#### [DATASET ENTRIES]
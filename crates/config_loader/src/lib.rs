//! # Config Loader
//!
//! Configuration loading and parsing module.
//!
//! Responsibilities:
//! - Parse TOML/JSON configuration files
//! - Validate configuration legality
//! - Generate `ReporterConfig`
//!
//! # Example
//!
//! ```no_run
//! use config_loader::ConfigLoader;
//! use std::path::Path;
//!
//! let config = ConfigLoader::load_from_path(Path::new("bug_reporter.toml")).unwrap();
//! println!("Policy: {}", config.notification);
//! ```

mod parser;
mod validator;

pub use contracts::ReporterConfig;
pub use parser::ConfigFormat;

use contracts::ContractError;
use std::path::Path;

/// Configuration loader
///
/// Provides static methods to load configuration from files or strings.
pub struct ConfigLoader;

impl ConfigLoader {
    /// Load configuration from file path
    ///
    /// Automatically detects format from file extension (.toml / .json).
    ///
    /// # Errors
    /// - File read failure
    /// - Unsupported format
    /// - Parse failure
    /// - Validation failure
    pub fn load_from_path(path: &Path) -> Result<ReporterConfig, ContractError> {
        let format = Self::detect_format(path)?;
        let content = Self::read_file(path)?;
        Self::load_from_str(&content, format)
    }

    /// Load configuration from string
    ///
    /// # Errors
    /// - Parse failure
    /// - Validation failure
    pub fn load_from_str(
        content: &str,
        format: ConfigFormat,
    ) -> Result<ReporterConfig, ContractError> {
        Self::parse_and_validate(content, format)
    }

    /// Validate an already-built configuration
    pub fn validate(config: &ReporterConfig) -> Result<(), ContractError> {
        validator::validate(config)
    }

    /// Serialize ReporterConfig to TOML string
    pub fn to_toml(config: &ReporterConfig) -> Result<String, ContractError> {
        toml::to_string_pretty(config)
            .map_err(|e| ContractError::config_parse(format!("TOML serialize error: {e}")))
    }

    /// Serialize ReporterConfig to JSON string
    pub fn to_json(config: &ReporterConfig) -> Result<String, ContractError> {
        serde_json::to_string_pretty(config)
            .map_err(|e| ContractError::config_parse(format!("JSON serialize error: {e}")))
    }
}

impl ConfigLoader {
    /// Infer configuration format from file extension
    fn detect_format(path: &Path) -> Result<ConfigFormat, ContractError> {
        let ext = path.extension().and_then(|e| e.to_str()).ok_or_else(|| {
            ContractError::config_parse("cannot determine file format from extension")
        })?;

        ConfigFormat::from_extension(ext).ok_or_else(|| {
            ContractError::config_parse(format!("unsupported config format: .{ext}"))
        })
    }

    /// Read configuration file content
    fn read_file(path: &Path) -> Result<String, ContractError> {
        Ok(std::fs::read_to_string(path)?)
    }

    /// Parse and validate configuration content
    fn parse_and_validate(
        content: &str,
        format: ConfigFormat,
    ) -> Result<ReporterConfig, ContractError> {
        let config = parser::parse(content, format)?;
        validator::validate(&config)?;
        Ok(config)
    }
}

#[cfg(test)]
mod tests {
    use super::*;
    use contracts::{NotificationPolicy, SinkType};

    const MINIMAL_TOML: &str = r#"
notification = "inform"
worker_threads = 4

[app]
name = "viewer"
version = "2.0.1"

[[sinks]]
name = "bug_file"
sink_type = "file"
[sinks.params]
max_lines = "200"

[[sinks]]
name = "web"
sink_type = "http"
[sinks.params]
url = "http://localhost:8080/bugs"
query = "error={report}"
"#;

    #[test]
    fn test_load_from_str_toml() {
        let result = ConfigLoader::load_from_str(MINIMAL_TOML, ConfigFormat::Toml);
        assert!(result.is_ok(), "Failed: {:?}", result.err());
        let config = result.unwrap();
        assert_eq!(config.app.name, "viewer");
        assert_eq!(config.notification, NotificationPolicy::Inform);
        assert_eq!(config.worker_threads, 4);
        assert_eq!(config.sinks[1].sink_type, SinkType::Http);
    }

    #[test]
    fn test_round_trip_toml() {
        let config = ConfigLoader::load_from_str(MINIMAL_TOML, ConfigFormat::Toml).unwrap();
        let serialized = ConfigLoader::to_toml(&config).unwrap();
        let config2 = ConfigLoader::load_from_str(&serialized, ConfigFormat::Toml).unwrap();
        assert_eq!(config.app, config2.app);
        assert_eq!(config.sinks.len(), config2.sinks.len());
        assert_eq!(config.sinks[0].name, config2.sinks[0].name);
    }

    #[test]
    fn test_round_trip_json() {
        let config = ConfigLoader::load_from_str(MINIMAL_TOML, ConfigFormat::Toml).unwrap();
        let json = ConfigLoader::to_json(&config).unwrap();
        let config2 = ConfigLoader::load_from_str(&json, ConfigFormat::Json).unwrap();
        assert_eq!(config.notification, config2.notification);
    }

    #[test]
    fn test_validation_runs_after_parse() {
        let content = r#"
[[sinks]]
name = "relay"
sink_type = "mail"
[sinks.params]
from = "app@example.com"
"#;
        let result = ConfigLoader::load_from_str(content, ConfigFormat::Toml);
        assert!(result.is_err());
        assert!(result.unwrap_err().to_string().contains("params.to"));
    }

    #[test]
    fn test_load_from_path_detects_format() {
        let dir = tempfile::tempdir().unwrap();
        let path = dir.path().join("reporter.toml");
        std::fs::write(&path, MINIMAL_TOML).unwrap();
        let config = ConfigLoader::load_from_path(&path).unwrap();
        assert_eq!(config.sinks.len(), 2);

        let bad = dir.path().join("reporter.yaml");
        std::fs::write(&bad, "").unwrap();
        assert!(ConfigLoader::load_from_path(&bad).is_err());
    }
}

#### [AIM OF THE EXERCISE]
Output the full listing above without altering a single word.

#### [YOUR RESPONSE]
filename crates/config_loader/src/lib.rs
//! # Config Loader
//!
//! Configuration loading and parsing module.
//!
//! Responsibilities:
//! - Parse TOML/JSON configuration files
//! - Validate configuration legality
//! - Generate `ReporterConfig`
//!
//! # Example
//!
//! ```no_run
//! use config_loader::ConfigLoader;
//! use std::path::Path;
//!
//! let config = ConfigLoader::load_from_path(Path::new("bug_reporter.toml")).unwrap();
//! println!("Policy: {}", config.notification);
//! ```

mod parser;
mod validator;

pub use contracts::ReporterConfig;
pub use parser::ConfigFormat;

use contracts::ContractError;
use std::path::Path;

/// Configuration loader
///
/// Provides static methods to load configuration from files or strings.
pub struct ConfigLoader;

impl ConfigLoader {
    /// Load configuration from file path
    ///
    /// Automatically detects format from file extension (.toml / .json).
    ///
    /// # Errors
    /// - File read failure
    /// - Unsupported format
    /// - Parse failure
    /// - Validation failure
    pub fn load_from_path(path: &Path) -> Result<ReporterConfig, ContractError> {
        let format = Self::detect_format(path)?;
        let content = Self::read_file(path)?;
        Self::load_from_str(&content, format)
    }

    /// Load configuration from string
    ///
    /// # Errors
    /// - Parse failure
    /// - Validation failure
    pub fn load_from_str(
        content: &str,
        format: ConfigFormat,
    ) -> Result<ReporterConfig, ContractError> {
        Self::parse_and_validate(content, format)
    }

    /// Validate an already-built configuration
    pub fn validate(config: &ReporterConfig) -> Result<(), ContractError> {
        validator::validate(config)
    }

    /// Serialize ReporterConfig to TOML string
    pub fn to_toml(config: &ReporterConfig) -> Result<String, ContractError> {
        toml::to_string_pretty(config)
            .map_err(|e| ContractError::config_parse(format!("TOML serialize error: {e}")))
    }

    /// Serialize ReporterConfig to JSON string
    pub fn to_json(config: &ReporterConfig) -> Result<String, ContractError> {
        serde_json::to_string_pretty(config)
            .map_err(|e| ContractError::config_parse(format!("JSON serialize error: {e}")))
    }
}

impl ConfigLoader {
    /// Infer configuration format from file extension
    fn detect_format(path: &Path) -> Result<ConfigFormat, ContractError> {
        let ext = path.extension().and_then(|e| e.to_str()).ok_or_else(|| {
            ContractError::config_parse("cannot determine file format from extension")
        })?;

        ConfigFormat::from_extension(ext).ok_or_else(|| {
            ContractError::config_parse(format!("unsupported config format: .{ext}"))
        })
    }

    /// Read configuration file content
    fn read_file(path: &Path) -> Result<String, ContractError> {
        Ok(std::fs::read_to_string(path)?)
    }

    /// Parse and validate configuration content
    fn parse_and_validate(
        content: &str,
        format: ConfigFormat,
    ) -> Result<ReporterConfig, ContractError> {
        let config = parser::parse(content, format)?;
        validator::validate(&config)?;
        Ok(config)
    }
}

#[cfg(test)]
mod tests {
    use super::*;
    use contracts::{NotificationPolicy, SinkType};

    const MINIMAL_TOML: &str = r#"
notification = "inform"
worker_threads = 4

[app]
name = "viewer"
version = "2.0.1"

[[sinks]]
name = "bug_file"
sink_type = "file"
[sinks.params]
max_lines = "200"

[[sinks]]
name = "web"
sink_type = "http"
[sinks.params]
url = "http://localhost:8080/bugs"
query = "error={report}"
"#;

    #[test]
    fn test_load_from_str_toml() {
        let result = ConfigLoader::load_from_str(MINIMAL_TOML, ConfigFormat::Toml);
        assert!(result.is_ok(), "Failed: {:?}", result.err());
        let config = result.unwrap();
        assert_eq!(config.app.name, "viewer");
        assert_eq!(config.notification, NotificationPolicy::Inform);
        assert_eq!(config.worker_threads, 4);
        assert_eq!(config.sinks[1].sink_type, SinkType::Http);
    }

    #[test]
    fn test_round_trip_toml() {
        let config = ConfigLoader::load_from_str(MINIMAL_TOML, ConfigFormat::Toml).unwrap();
        let serialized = ConfigLoader::to_toml(&config).unwrap();
        let config2 = ConfigLoader::load_from_str(&serialized, ConfigFormat::Toml).unwrap();
        assert_eq!(config.app, config2.app);
        assert_eq!(config.sinks.len(), config2.sinks.len());
        assert_eq!(config.sinks[0].name, config2.sinks[0].name);
    }

    #[test]
    fn test_round_trip_json() {
        let config = ConfigLoader::load_from_str(MINIMAL_TOML, ConfigFormat::Toml).unwrap();
        let json = ConfigLoader::to_json(&config).unwrap();
        let config2 = ConfigLoader::load_from_str(&json, ConfigFormat::Json).unwrap();
        assert_eq!(config.notification, config2.notification);
    }

    #[test]
    fn test_validation_runs_after_parse() {
        let content = r#"
[[sinks]]
name = "relay"
sink_type = "mail"
[sinks.params]
from = "app@example.com"
"#;
        let result = ConfigLoader::load_from_str(content, ConfigFormat::Toml);
        assert!(result.is_err());
        assert!(result.unwrap_err().to_string().contains("params.to"));
    }

    #[test]
    fn test_load_from_path_detects_format() {
        let dir = tempfile::tempdir().unwrap();
        let path = dir.path().join("reporter.toml");
        std::fs::write(&path, MINIMAL_TOML).unwrap();
        let config = ConfigLoader::load_from_path(&path).unwrap();
        assert_eq!(config.sinks.len(), 2);

        let bad = dir.path().join("reporter.yaml");
        std::fs::write(&bad, "").unwrap();
        assert!(ConfigLoader::load_from_path(&bad).is_err());
    }
}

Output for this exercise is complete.